Edited by Mahesh Rangarajan  and K. Sivaramakrishnan
Oxford University Press, New Delhi, 2014, pp. 308, £27.99


History always offers rich pickings and an edited volume of rigorous his­torical research seldom disappoints. Shifting Ground: People, Animals and Mobil­ity in India’s Environmental History is an ex­cellent example and one thing can certainly be said about it—that even though a little unevenly, it shifts ground very effectively. And if I may add, it also shifts boundaries, categories, even time in our understanding of the environment and the changes that con­tinue to take place here. If informing us about the past is the key aim of historical writing, Shifting Ground does a commendable job. It does more, in fact, and is a significant contri­bution for that reason—it persuades, even con­vinces us to re-imagine the past and by im­plication the present and future as well. The canvas it explores is wide (a little too wide sometimes for one volume), the topics rich and diverse, the details meticulous, and the writing generally has a good flow. The eleven essays that make up the vol­ume could be divided into three broad cat­egories, though the book itself does not iden­tify or categorize them in the way I am do­ing. There are two essays in the beginning that ‘lay the ground’ for those that follow. Four essays, including the concluding one, are focused on specific a wild animal species while the remaining five explore a wide can­vas of issues ranging from domestic animal breeding in 19th century Punjab to defores­tation in the Narmada valley in the 20th century.
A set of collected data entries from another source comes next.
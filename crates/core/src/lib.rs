//! Domain core of the portfolio content service.
//!
//! Resource descriptors, raw input shapes, the view model normalizer,
//! schema rules, media rules and static fallbacks. No I/O lives here.

pub mod defaults;
pub mod error;
pub mod media;
pub mod normalize;
pub mod query;
pub mod schema;
pub mod shapes;
pub mod types;
pub mod view_model;
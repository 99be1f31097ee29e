use std::sync::Arc;

use folio_gateway::ContentGateway;

use crate::config::ServerConfig;

/// Shared application state available to all Axum handlers via `State<AppState>`.
///
/// This is cheaply cloneable (inner data is behind `Arc`).
#[derive(Clone)]
pub struct AppState {
    /// Content gateway; the only way handlers read CMS content.
    pub gateway: Arc<ContentGateway>,
    /// Server configuration.
    pub config: Arc<ServerConfig>,
}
The essays are broadly placed along a linear timeline—from the pre-historic in the case of Shibani Bose’s account of the fate of the Great Indian Rhino, to the status of and engagement with wild boars in the princely Indian state of Mewar by Julie Hughes; issues of environmental management in late colo­nial India by Daniel Klingensmith; through to the first decade of the 21st century with one essay on animal sacrifice in the State of Uttarakhand by Radhika Govindarajan and the other on the crisis of tiger conservation and local extinction as in the case of the Sariska Tiger Reserve in the State of Rajasthan by Ghazala Shaabuddin. The introductory essay by the editors, Mahesh Rangarajan and K. Sivarama­krishnan, lays out what in my opinion is the leitmotif of the volume—the sharp distinc­tions that past ...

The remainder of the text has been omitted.